Instructions to follow: Scan the records for the word "warn". Report each line where it occurs.

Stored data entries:
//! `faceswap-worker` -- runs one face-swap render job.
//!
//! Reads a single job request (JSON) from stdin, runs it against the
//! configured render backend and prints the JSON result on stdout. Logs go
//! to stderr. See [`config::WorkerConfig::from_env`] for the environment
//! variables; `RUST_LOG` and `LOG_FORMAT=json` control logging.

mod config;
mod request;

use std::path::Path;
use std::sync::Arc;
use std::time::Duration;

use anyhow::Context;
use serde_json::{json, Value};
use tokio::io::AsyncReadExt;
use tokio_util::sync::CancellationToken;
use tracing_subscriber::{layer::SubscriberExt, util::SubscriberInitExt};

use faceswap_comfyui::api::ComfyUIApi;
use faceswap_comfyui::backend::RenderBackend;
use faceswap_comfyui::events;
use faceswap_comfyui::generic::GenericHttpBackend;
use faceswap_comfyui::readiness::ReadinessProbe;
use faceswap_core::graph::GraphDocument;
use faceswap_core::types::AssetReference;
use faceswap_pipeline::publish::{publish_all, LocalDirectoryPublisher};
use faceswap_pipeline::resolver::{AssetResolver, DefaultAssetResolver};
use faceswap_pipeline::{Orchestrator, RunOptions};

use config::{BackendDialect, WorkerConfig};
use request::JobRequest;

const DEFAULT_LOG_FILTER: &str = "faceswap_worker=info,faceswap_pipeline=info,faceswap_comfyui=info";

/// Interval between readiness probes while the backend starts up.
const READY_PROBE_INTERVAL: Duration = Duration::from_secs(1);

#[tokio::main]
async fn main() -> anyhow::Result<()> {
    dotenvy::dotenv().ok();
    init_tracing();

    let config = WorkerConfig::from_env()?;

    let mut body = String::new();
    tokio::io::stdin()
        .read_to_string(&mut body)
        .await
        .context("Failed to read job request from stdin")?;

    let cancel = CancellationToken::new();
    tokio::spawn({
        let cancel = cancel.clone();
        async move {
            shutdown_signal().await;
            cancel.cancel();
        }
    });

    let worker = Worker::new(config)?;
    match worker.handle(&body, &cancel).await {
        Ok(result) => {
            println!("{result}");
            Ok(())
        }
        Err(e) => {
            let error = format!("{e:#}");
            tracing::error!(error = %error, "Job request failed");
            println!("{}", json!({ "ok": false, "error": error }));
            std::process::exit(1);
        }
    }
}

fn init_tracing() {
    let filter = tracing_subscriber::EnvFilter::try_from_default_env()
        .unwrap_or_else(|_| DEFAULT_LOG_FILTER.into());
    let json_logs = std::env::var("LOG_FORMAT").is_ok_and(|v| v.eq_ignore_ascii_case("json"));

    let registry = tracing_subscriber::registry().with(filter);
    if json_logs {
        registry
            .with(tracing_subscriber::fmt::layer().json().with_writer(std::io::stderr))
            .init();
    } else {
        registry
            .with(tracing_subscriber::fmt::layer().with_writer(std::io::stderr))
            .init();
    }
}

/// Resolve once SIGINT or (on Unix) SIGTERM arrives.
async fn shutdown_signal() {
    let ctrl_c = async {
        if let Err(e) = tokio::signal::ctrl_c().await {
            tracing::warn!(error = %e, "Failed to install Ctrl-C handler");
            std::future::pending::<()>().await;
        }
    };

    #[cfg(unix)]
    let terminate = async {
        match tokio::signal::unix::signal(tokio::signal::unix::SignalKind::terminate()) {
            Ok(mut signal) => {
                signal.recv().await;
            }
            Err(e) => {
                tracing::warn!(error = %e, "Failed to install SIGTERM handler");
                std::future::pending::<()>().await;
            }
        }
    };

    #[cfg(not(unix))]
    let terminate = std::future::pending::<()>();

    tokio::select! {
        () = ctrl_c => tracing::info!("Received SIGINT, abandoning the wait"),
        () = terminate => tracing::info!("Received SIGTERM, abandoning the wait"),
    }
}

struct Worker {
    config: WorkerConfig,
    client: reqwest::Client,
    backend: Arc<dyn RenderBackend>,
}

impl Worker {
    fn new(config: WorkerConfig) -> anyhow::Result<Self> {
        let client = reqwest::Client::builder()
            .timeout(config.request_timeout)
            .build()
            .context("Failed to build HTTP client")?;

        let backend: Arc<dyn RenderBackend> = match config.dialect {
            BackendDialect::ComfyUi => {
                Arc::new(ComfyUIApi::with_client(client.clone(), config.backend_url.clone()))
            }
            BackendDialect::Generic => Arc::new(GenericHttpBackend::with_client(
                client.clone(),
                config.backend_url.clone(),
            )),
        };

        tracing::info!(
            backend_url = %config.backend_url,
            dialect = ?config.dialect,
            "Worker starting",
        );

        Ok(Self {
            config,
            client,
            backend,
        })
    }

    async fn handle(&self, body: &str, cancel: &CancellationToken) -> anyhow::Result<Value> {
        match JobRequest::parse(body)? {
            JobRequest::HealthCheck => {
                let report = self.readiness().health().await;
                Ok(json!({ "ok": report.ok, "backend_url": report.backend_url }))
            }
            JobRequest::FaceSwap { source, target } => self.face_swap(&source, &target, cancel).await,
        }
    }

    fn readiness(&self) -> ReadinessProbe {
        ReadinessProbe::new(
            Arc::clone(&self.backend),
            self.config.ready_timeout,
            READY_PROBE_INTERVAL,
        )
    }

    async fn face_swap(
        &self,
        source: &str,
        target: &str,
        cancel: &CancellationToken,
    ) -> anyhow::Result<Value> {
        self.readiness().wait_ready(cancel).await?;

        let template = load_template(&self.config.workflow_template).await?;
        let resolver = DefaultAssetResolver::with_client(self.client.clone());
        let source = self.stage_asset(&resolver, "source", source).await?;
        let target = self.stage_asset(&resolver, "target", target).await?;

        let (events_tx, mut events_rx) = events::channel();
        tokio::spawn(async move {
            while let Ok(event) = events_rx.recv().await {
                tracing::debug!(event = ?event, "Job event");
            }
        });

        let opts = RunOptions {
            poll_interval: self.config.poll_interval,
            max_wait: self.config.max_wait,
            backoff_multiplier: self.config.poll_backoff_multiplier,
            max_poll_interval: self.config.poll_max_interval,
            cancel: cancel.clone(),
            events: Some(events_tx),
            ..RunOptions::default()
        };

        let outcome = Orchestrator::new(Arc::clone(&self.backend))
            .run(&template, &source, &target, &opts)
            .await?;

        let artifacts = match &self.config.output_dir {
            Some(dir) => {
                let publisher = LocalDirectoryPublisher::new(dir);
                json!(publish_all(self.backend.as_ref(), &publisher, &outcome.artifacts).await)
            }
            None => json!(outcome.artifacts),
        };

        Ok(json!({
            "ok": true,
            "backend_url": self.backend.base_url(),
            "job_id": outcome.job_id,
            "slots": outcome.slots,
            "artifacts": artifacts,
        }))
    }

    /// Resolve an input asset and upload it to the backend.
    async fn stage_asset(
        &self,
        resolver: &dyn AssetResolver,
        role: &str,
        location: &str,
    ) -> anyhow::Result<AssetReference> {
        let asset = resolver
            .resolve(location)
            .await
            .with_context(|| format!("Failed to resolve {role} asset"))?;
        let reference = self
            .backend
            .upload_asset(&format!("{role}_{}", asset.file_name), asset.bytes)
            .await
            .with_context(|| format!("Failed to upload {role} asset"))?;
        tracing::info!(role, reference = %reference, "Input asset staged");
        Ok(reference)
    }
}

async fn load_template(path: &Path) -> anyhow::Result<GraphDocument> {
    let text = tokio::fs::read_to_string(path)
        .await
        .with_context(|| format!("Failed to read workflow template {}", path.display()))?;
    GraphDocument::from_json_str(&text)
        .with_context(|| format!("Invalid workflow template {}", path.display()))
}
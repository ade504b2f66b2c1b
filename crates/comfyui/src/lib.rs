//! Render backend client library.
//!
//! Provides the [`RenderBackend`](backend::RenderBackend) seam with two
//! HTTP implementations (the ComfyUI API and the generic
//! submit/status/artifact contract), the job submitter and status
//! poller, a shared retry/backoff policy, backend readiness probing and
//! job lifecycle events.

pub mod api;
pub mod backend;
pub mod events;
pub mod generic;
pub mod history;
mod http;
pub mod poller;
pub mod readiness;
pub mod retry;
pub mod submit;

Task result:
            tracing::warn!(error = %e, "Failed to install Ctrl-C handler");
                tracing::warn!(error = %e, "Failed to install SIGTERM handler");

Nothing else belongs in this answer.